WHAT TO DO: Look through the material below for "bool". Copy every line that contains it.

DATA TO USE:
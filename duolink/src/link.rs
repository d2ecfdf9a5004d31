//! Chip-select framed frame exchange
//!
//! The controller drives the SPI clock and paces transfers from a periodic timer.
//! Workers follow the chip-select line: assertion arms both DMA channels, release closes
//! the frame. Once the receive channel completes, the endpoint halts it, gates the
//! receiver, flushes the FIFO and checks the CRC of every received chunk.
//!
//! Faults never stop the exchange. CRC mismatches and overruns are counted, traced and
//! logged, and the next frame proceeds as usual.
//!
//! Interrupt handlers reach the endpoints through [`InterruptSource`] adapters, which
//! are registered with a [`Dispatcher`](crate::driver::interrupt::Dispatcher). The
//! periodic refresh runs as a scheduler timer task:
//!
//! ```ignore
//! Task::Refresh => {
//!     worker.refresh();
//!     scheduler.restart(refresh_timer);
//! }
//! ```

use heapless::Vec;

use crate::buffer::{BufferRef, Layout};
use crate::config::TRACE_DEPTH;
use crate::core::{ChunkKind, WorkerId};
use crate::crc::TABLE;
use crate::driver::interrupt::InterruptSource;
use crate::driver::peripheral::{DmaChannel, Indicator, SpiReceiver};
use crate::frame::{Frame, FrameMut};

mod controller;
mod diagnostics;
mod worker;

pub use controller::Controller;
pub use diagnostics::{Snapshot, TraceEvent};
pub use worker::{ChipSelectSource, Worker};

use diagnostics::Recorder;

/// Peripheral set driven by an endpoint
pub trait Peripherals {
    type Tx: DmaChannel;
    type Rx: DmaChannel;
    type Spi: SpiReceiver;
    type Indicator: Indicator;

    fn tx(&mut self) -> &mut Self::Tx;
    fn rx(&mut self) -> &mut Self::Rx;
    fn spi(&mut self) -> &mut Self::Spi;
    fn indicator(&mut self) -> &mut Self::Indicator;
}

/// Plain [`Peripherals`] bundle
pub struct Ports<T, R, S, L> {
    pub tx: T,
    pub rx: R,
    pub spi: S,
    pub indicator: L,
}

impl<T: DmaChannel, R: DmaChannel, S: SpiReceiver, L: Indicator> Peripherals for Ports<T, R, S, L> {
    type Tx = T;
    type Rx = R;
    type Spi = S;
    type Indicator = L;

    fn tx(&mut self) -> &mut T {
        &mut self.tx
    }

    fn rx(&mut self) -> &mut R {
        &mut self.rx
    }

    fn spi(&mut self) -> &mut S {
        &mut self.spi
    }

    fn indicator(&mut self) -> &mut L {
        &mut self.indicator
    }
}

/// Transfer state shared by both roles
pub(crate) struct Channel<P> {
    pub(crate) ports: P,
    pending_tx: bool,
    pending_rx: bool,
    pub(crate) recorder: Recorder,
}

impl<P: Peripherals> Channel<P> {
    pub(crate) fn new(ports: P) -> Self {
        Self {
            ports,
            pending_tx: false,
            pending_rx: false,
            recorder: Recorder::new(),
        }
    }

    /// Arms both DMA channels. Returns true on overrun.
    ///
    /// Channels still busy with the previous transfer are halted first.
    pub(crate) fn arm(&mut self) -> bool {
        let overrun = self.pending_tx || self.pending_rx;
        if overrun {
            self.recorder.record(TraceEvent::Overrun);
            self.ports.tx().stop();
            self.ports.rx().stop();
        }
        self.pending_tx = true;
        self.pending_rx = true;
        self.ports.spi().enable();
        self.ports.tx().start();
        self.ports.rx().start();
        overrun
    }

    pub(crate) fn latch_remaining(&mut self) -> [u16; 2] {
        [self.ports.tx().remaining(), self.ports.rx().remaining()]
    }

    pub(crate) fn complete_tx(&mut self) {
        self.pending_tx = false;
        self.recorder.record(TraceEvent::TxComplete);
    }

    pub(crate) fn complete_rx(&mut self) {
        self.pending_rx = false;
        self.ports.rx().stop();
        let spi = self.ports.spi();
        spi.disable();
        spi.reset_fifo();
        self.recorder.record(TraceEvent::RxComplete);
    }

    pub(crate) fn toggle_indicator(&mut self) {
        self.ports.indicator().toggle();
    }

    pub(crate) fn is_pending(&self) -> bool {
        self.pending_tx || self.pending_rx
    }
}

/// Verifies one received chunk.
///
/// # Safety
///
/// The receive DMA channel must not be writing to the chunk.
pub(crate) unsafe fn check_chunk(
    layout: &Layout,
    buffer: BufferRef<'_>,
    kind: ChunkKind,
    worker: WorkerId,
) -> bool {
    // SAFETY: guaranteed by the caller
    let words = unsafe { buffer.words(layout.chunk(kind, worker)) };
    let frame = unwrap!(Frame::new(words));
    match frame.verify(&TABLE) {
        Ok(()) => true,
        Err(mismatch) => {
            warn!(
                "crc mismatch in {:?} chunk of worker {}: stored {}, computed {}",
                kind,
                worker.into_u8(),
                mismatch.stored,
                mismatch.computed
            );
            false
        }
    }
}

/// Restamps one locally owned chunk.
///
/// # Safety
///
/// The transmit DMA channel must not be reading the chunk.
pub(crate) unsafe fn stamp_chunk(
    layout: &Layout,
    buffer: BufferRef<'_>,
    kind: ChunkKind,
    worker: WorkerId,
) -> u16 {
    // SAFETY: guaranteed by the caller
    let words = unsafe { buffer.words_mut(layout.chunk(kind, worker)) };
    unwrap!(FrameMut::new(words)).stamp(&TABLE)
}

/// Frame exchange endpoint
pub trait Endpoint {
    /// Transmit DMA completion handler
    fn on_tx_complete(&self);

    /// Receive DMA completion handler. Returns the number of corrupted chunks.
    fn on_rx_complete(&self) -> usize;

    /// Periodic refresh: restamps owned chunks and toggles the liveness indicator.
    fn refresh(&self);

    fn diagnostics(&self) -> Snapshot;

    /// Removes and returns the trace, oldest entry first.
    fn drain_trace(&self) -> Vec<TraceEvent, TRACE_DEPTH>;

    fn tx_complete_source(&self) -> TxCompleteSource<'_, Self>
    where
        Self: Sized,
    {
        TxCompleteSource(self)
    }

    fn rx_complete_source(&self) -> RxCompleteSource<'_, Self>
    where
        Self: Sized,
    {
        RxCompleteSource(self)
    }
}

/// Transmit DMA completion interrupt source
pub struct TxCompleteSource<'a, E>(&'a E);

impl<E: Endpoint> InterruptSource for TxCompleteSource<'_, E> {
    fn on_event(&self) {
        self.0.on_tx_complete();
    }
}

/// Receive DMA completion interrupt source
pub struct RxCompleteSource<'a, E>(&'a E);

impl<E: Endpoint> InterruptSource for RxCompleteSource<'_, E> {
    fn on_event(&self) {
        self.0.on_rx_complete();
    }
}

WRITTEN ANSWER:
    pending_tx: bool,
    pending_rx: bool,
    pub(crate) fn arm(&mut self) -> bool {
    pub(crate) fn is_pending(&self) -> bool {
) -> bool {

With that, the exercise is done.